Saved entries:
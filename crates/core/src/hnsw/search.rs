//! HNSW search algorithms: single-layer beam search and multi-layer KNN.
//!
//! Distances are measured from an *anchor*: either an existing node (during
//! construction, where pairwise results are memoized) or an external query vector.
//! [`TravelingCosts`] binds the anchor to the item arena, the distance function, and
//! the optional cache, so the traversal code never has to care which case it is in.

use crate::error::{HnswError, Result};
use crate::hnsw::cache::DistanceCache;
use crate::hnsw::distance::Distance;
use crate::hnsw::graph::{ItemStore, Topology};
use crate::hnsw::index::{HnswIndex, Neighbor};
use crate::hnsw::visited::VisitedSet;
use ordered_float::OrderedFloat;
use std::cell::RefCell;
use std::collections::BinaryHeap;

thread_local! {
    /// Thread-local VisitedSet pool for queries, reused across searches on the same thread.
    static SEARCH_VISITED: RefCell<VisitedSet> = RefCell::new(VisitedSet::default());
}

/// The point distances are measured from.
#[derive(Debug, Clone, Copy)]
enum Anchor<'q> {
    Node(u32),
    Query(&'q [f32]),
}

/// Distance oracle anchored at a node or a query.
///
/// Node-to-node distances go through the cache when one is attached.
pub struct TravelingCosts<'a, D: ?Sized> {
    anchor: Anchor<'a>,
    items: &'a ItemStore,
    distance: &'a D,
    cache: Option<&'a mut DistanceCache>,
}

impl<'a, D: Distance + ?Sized> TravelingCosts<'a, D> {
    pub fn for_node(
        node: u32,
        items: &'a ItemStore,
        distance: &'a D,
        cache: Option<&'a mut DistanceCache>,
    ) -> Self {
        Self {
            anchor: Anchor::Node(node),
            items,
            distance,
            cache,
        }
    }

    pub fn for_query(query: &'a [f32], items: &'a ItemStore, distance: &'a D) -> Self {
        Self {
            anchor: Anchor::Query(query),
            items,
            distance,
            cache: None,
        }
    }

    /// The anchor's node id, if it is a node.
    pub fn anchor_node(&self) -> Option<u32> {
        match self.anchor {
            Anchor::Node(id) => Some(id),
            Anchor::Query(_) => None,
        }
    }

    /// Distance from the anchor to node `id`.
    #[inline]
    pub fn from_anchor(&mut self, id: u32) -> f32 {
        match self.anchor {
            Anchor::Node(node) => self.between(node, id),
            Anchor::Query(q) => self.distance.distance(q, self.items.get(id)),
        }
    }

    /// Distance between two nodes.
    #[inline]
    pub fn between(&mut self, a: u32, b: u32) -> f32 {
        let items = self.items;
        let distance = self.distance;
        match self.cache.as_deref_mut() {
            Some(cache) => {
                cache.get_or_compute(a, b, || distance.distance(items.get(a), items.get(b)))
            }
            None => distance.distance(items.get(a), items.get(b)),
        }
    }

    /// Same arena, distance, and cache, re-anchored at `node`.
    pub fn anchored_at(&mut self, node: u32) -> TravelingCosts<'_, D> {
        TravelingCosts {
            anchor: Anchor::Node(node),
            items: self.items,
            distance: self.distance,
            cache: self.cache.as_deref_mut(),
        }
    }
}

/// A candidate during search: (negative distance, internal_id).
/// BinaryHeap is a max-heap; we use negative distance for min-heap behavior.
#[derive(Debug, Clone, PartialEq, Eq)]
struct Candidate {
    neg_distance: OrderedFloat<f32>,
    id: u32,
}

impl Ord for Candidate {
    fn cmp(&self, other: &Self) -> std::cmp::Ordering {
        self.neg_distance
            .cmp(&other.neg_distance)
            .then_with(|| other.id.cmp(&self.id))
    }
}

impl PartialOrd for Candidate {
    fn partial_cmp(&self, other: &Self) -> Option<std::cmp::Ordering> {
        Some(self.cmp(other))
    }
}

/// A result entry: (distance, internal_id). Max-heap by distance for pruning.
#[derive(Debug, Clone, PartialEq, Eq)]
struct ResultEntry {
    distance: OrderedFloat<f32>,
    id: u32,
}

impl Ord for ResultEntry {
    fn cmp(&self, other: &Self) -> std::cmp::Ordering {
        self.distance
            .cmp(&other.distance)
            .then_with(|| self.id.cmp(&other.id))
    }
}

impl PartialOrd for ResultEntry {
    fn partial_cmp(&self, other: &Self) -> Option<std::cmp::Ordering> {
        Some(self.cmp(other))
    }
}

/// Beam search over a single layer, starting at `entry`.
///
/// Appends up to `ef` `(distance, id)` pairs to `out`, ascending by distance with ties
/// broken by id. Each call opens a new epoch in `visited`, sized to the topology.
/// Returns the number of nodes whose distance was evaluated.
pub fn search_layer<D: Distance + ?Sized>(
    topology: &Topology,
    entry: u32,
    costs: &mut TravelingCosts<'_, D>,
    layer: usize,
    ef: usize,
    visited: &mut VisitedSet,
    out: &mut Vec<(f32, u32)>,
) -> usize {
    let ef = ef.max(1);
    visited.begin(topology.len());
    let mut candidates: BinaryHeap<Candidate> = BinaryHeap::with_capacity(ef * 2);
    let mut results: BinaryHeap<ResultEntry> = BinaryHeap::with_capacity(ef + 1);

    visited.mark(entry);
    let entry_dist = costs.from_anchor(entry);
    let mut evaluated = 1;
    candidates.push(Candidate {
        neg_distance: OrderedFloat(-entry_dist),
        id: entry,
    });
    results.push(ResultEntry {
        distance: OrderedFloat(entry_dist),
        id: entry,
    });
    // Cached worst distance, avoids repeated heap peeks in the hot loop
    let mut worst_dist = entry_dist;

    while let Some(candidate) = candidates.pop() {
        let c_dist = -candidate.neg_distance.0;
        if results.len() >= ef && c_dist > worst_dist {
            break;
        }

        for &neighbor_id in topology.neighbors(candidate.id, layer) {
            if !visited.mark(neighbor_id) {
                continue;
            }
            let dist = costs.from_anchor(neighbor_id);
            evaluated += 1;

            if results.len() < ef || dist < worst_dist {
                candidates.push(Candidate {
                    neg_distance: OrderedFloat(-dist),
                    id: neighbor_id,
                });
                results.push(ResultEntry {
                    distance: OrderedFloat(dist),
                    id: neighbor_id,
                });
                if results.len() > ef {
                    results.pop(); // remove worst
                }
                worst_dist = results.peek().map_or(f32::MAX, |r| r.distance.0);
            }
        }
    }

    out.extend(
        results
            .into_sorted_vec()
            .into_iter()
            .map(|r| (r.distance.0, r.id)),
    );
    evaluated
}

/// Greedy ef=1 descent from `entry` (on its top layer) down to `bottom`, exclusive.
/// Returns the closest node found on layer `bottom + 1` (or `entry` if there is
/// nothing to descend) and the number of distance evaluations spent.
pub(crate) fn descend<D: Distance + ?Sized>(
    topology: &Topology,
    entry: u32,
    costs: &mut TravelingCosts<'_, D>,
    bottom: usize,
    visited: &mut VisitedSet,
    buf: &mut Vec<(f32, u32)>,
) -> (u32, usize) {
    let mut current = entry;
    let mut evaluated = 0;
    let top = topology.layer(entry);
    for layer in ((bottom + 1)..=top).rev() {
        buf.clear();
        evaluated += search_layer(topology, current, costs, layer, 1, visited, buf);
        if let Some(&(_, nearest)) = buf.first() {
            current = nearest;
        }
    }
    (current, evaluated)
}

impl<D: Distance> HnswIndex<D> {
    /// The `k` approximate nearest items to `query`, closest first.
    ///
    /// The layer-0 beam is `max(k, ef_search)`. Returns fewer than `k` results only
    /// when fewer than `k` items are reachable on layer 0.
    pub fn k_nearest(&self, query: &[f32], k: usize) -> Result<Vec<Neighbor>> {
        self.k_nearest_with_ef(query, k, self.config().ef_search)
    }

    /// [`Self::k_nearest`] with an explicit layer-0 beam width (raised to `k` if smaller).
    pub fn k_nearest_with_ef(&self, query: &[f32], k: usize, ef: usize) -> Result<Vec<Neighbor>> {
        self.ensure_usable()?;
        if query.len() != self.dimension() {
            return Err(HnswError::DimensionMismatch {
                expected: self.dimension(),
                actual: query.len(),
            });
        }
        let entry_point = match self.entry_point() {
            Some(ep) if k > 0 => ep,
            _ => return Ok(Vec::new()),
        };
        let ef = ef.max(k);
        let core = self.core();

        SEARCH_VISITED.with(|cell| {
            let mut visited = cell.borrow_mut();

            let mut costs = TravelingCosts::for_query(query, core.items(), self.distance());
            let mut buf = Vec::with_capacity(ef + 1);
            let (start, upper) = descend(
                core.topology(),
                entry_point,
                &mut costs,
                0,
                &mut *visited,
                &mut buf,
            );

            buf.clear();
            let bottom =
                search_layer(core.topology(), start, &mut costs, 0, ef, &mut *visited, &mut buf);
            tracing::trace!(evaluated = upper + bottom, k, ef, "query visited nodes");
            buf.truncate(k);
            Ok(buf
                .into_iter()
                .map(|(distance, id)| Neighbor { id, distance })
                .collect())
        })
    }

    /// The `k` nearest items to stored item `id`. The item itself is normally the
    /// first result.
    pub fn k_nearest_to_item(&self, id: u32, k: usize) -> Result<Vec<Neighbor>> {
        let item = self.item(id)?;
        self.k_nearest(item, k)
    }
}
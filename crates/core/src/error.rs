//! Error types for the HNSW index.
//!
//! Validation errors are raised before any graph mutation. Corruption errors abort a
//! load without producing an index. Panics raised by a caller-supplied distance
//! function are not caught; they unwind through the call that triggered them.

use std::io;
use thiserror::Error;

/// Result type alias for index operations.
pub type Result<T> = std::result::Result<T, HnswError>;

#[derive(Debug, Error)]
pub enum HnswError {
    /// Parameters rejected by [`HnswConfig::validate`](crate::hnsw::HnswConfig::validate).
    #[error("invalid configuration: {0}")]
    InvalidConfig(String),

    /// Index dimension outside `1..=MAX_DIMENSION`.
    #[error("invalid dimension {0}")]
    InvalidDimension(usize),

    /// A vector whose length differs from the index dimension.
    #[error("dimension mismatch: expected {expected}, got {actual}")]
    DimensionMismatch { expected: usize, actual: usize },

    /// A node id that does not exist in the graph.
    #[error("node {id} out of range (graph has {count} nodes)")]
    NodeOutOfRange { id: u32, count: usize },

    /// A previous `add_items` call was cancelled or aborted mid-batch.
    /// The graph is in an undefined state and must be rebuilt.
    #[error("index build did not complete; discard and rebuild")]
    IncompleteBuild,

    /// `add_items` on an index that was loaded from storage.
    #[error("index was loaded from storage and is read-only")]
    ReadOnly,

    /// `add_items` observed its cancellation token.
    #[error("index build cancelled")]
    Cancelled,

    /// Persisted graph is malformed.
    #[error("corrupt graph data: {0}")]
    Corruption(String),

    /// Persisted graph uses a format version this build cannot read.
    #[error("unsupported graph format version {0}")]
    UnsupportedVersion(u32),

    #[error("I/O error: {0}")]
    Io(#[from] io::Error),
}

impl HnswError {
    /// Maps read errors while decoding: a short read is corruption, anything else is I/O.
    pub(crate) fn from_read(e: io::Error) -> Self {
        if e.kind() == io::ErrorKind::UnexpectedEof {
            HnswError::Corruption("unexpected end of stream".to_string())
        } else {
            HnswError::Io(e)
        }
    }
}

#[cfg(test)]
mod tests {
    use super::*;

    #[test]
    fn test_display_dimension_mismatch() {
        let err = HnswError::DimensionMismatch {
            expected: 16,
            actual: 3,
        };
        assert_eq!(err.to_string(), "dimension mismatch: expected 16, got 3");
    }

    #[test]
    fn test_short_read_is_corruption() {
        let err = HnswError::from_read(io::Error::new(io::ErrorKind::UnexpectedEof, "eof"));
        assert!(matches!(err, HnswError::Corruption(_)));

        let err = HnswError::from_read(io::Error::new(io::ErrorKind::PermissionDenied, "nope"));
        assert!(matches!(err, HnswError::Io(_)));
    }
}
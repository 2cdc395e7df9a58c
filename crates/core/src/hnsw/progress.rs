//! Build progress callbacks and cooperative cancellation.

use std::sync::atomic::{AtomicBool, Ordering};
use std::sync::Arc;

/// Receives per-item progress while a batch is being connected.
///
/// `current` is the 0-based position of the item just inserted within the batch.
pub trait ProgressReporter {
    fn progress(&self, current: usize, total: usize);
}

/// Cancellation flag shared between a builder and whoever may stop it.
///
/// Checked once per item, before the item is connected. A cancelled build leaves the
/// graph unusable; it cannot be resumed.
#[derive(Debug, Clone, Default)]
pub struct CancellationToken {
    cancelled: Arc<AtomicBool>,
}

impl CancellationToken {
    pub fn new() -> Self {
        Self::default()
    }

    pub fn cancel(&self) {
        self.cancelled.store(true, Ordering::Release);
    }

    pub fn is_cancelled(&self) -> bool {
        self.cancelled.load(Ordering::Acquire)
    }
}

#[cfg(test)]
mod tests {
    use super::*;

    #[test]
    fn test_clones_share_state() {
        let token = CancellationToken::new();
        let other = token.clone();
        assert!(!other.is_cancelled());
        token.cancel();
        assert!(other.is_cancelled());
    }
}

* [What is expected]: Copy each line of the entries in which the string "actual" is found.

* [Your solution]:
                actual: query.len(),
    #[error("dimension mismatch: expected {expected}, got {actual}")]
    DimensionMismatch { expected: usize, actual: usize },
            actual: 3,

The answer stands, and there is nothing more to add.